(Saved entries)
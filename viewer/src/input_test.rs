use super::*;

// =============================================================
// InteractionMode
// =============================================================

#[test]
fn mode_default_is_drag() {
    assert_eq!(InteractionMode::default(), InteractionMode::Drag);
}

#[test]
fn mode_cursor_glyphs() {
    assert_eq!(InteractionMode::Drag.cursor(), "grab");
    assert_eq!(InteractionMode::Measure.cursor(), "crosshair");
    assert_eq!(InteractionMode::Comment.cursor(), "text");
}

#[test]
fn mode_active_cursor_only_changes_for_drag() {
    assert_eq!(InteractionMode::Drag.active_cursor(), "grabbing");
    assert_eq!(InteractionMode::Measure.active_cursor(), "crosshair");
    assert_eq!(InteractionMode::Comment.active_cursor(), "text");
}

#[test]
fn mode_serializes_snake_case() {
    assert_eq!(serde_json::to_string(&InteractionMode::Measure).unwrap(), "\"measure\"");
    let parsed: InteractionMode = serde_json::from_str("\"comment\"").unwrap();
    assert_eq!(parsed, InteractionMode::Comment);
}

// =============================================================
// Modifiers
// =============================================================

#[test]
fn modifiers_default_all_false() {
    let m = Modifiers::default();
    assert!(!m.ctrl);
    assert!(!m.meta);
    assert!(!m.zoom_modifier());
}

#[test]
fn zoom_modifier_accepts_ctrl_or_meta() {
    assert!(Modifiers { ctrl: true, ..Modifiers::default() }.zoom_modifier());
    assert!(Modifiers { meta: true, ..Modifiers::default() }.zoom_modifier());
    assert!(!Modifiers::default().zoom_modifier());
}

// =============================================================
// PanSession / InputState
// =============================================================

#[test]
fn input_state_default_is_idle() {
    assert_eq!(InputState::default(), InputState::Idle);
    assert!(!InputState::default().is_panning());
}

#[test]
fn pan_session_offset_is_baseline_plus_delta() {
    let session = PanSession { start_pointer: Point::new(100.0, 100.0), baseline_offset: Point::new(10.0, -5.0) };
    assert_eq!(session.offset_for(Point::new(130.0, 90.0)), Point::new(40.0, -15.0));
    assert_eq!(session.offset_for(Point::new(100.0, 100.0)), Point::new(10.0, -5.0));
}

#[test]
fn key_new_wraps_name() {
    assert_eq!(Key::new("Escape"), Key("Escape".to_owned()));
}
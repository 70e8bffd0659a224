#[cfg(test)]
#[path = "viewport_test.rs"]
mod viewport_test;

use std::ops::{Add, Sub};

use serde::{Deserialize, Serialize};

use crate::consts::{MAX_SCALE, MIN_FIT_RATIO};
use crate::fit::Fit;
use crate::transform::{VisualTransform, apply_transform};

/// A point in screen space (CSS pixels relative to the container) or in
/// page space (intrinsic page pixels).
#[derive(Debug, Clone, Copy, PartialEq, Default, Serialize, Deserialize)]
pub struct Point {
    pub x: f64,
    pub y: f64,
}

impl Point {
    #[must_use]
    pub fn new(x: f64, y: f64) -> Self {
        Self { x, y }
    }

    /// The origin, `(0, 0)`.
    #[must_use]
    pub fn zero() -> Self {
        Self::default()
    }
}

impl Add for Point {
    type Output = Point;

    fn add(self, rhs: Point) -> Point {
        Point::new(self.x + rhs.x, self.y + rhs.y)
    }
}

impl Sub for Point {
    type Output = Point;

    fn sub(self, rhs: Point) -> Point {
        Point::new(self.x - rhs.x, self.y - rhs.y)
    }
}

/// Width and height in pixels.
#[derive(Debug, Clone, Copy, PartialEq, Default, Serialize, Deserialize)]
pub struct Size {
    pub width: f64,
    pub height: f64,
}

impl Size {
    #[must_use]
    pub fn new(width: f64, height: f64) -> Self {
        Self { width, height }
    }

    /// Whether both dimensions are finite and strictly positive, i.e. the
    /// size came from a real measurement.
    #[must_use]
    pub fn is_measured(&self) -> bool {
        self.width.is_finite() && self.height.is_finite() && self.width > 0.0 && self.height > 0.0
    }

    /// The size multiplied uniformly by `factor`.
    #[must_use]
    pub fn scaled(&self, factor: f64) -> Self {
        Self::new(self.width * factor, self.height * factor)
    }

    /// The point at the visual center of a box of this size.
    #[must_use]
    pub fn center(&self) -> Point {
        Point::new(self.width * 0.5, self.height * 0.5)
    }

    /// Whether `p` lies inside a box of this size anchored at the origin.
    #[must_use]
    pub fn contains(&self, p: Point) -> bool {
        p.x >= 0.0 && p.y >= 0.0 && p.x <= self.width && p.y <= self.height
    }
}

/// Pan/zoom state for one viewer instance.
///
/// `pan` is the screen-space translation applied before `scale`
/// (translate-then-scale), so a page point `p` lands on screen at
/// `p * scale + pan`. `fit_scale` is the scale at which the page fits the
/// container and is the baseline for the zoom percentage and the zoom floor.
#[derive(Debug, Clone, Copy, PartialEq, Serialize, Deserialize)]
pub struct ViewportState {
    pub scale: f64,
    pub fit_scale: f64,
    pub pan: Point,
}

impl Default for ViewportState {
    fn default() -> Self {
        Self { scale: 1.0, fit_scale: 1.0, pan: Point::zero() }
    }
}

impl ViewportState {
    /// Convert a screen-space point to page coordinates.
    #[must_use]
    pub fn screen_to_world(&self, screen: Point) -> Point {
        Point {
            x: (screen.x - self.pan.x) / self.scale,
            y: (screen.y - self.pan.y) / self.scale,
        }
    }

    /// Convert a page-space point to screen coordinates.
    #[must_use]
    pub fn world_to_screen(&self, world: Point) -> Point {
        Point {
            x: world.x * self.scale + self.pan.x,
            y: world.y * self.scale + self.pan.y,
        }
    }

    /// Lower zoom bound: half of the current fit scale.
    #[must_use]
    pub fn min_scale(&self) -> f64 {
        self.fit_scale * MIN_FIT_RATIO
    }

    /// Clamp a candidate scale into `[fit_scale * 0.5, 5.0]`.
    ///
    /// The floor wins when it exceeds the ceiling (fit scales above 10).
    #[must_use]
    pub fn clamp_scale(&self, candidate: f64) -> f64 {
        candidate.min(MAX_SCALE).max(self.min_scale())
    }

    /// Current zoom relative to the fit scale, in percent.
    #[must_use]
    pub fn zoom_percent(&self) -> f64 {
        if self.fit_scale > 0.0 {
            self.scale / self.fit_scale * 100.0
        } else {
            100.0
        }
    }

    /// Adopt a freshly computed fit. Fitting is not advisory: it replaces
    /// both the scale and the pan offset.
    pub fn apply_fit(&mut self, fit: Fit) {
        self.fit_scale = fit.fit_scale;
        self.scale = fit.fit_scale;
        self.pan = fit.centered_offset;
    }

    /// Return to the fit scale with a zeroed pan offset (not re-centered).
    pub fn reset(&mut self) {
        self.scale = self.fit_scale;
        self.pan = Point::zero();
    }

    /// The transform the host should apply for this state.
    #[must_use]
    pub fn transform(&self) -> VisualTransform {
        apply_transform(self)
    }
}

About this exercise
Write out exactly the lines above between the line with "self.scale = fit.fit_scale;" and the line with "for this state.", inclusive, and nothing beyond them.

Response for this exercise
        self.scale = fit.fit_scale;
        self.pan = fit.centered_offset;
    }

    /// Return to the fit scale with a zeroed pan offset (not re-centered).
    pub fn reset(&mut self) {
        self.scale = self.fit_scale;
        self.pan = Point::zero();
    }

    /// The transform the host should apply for this state.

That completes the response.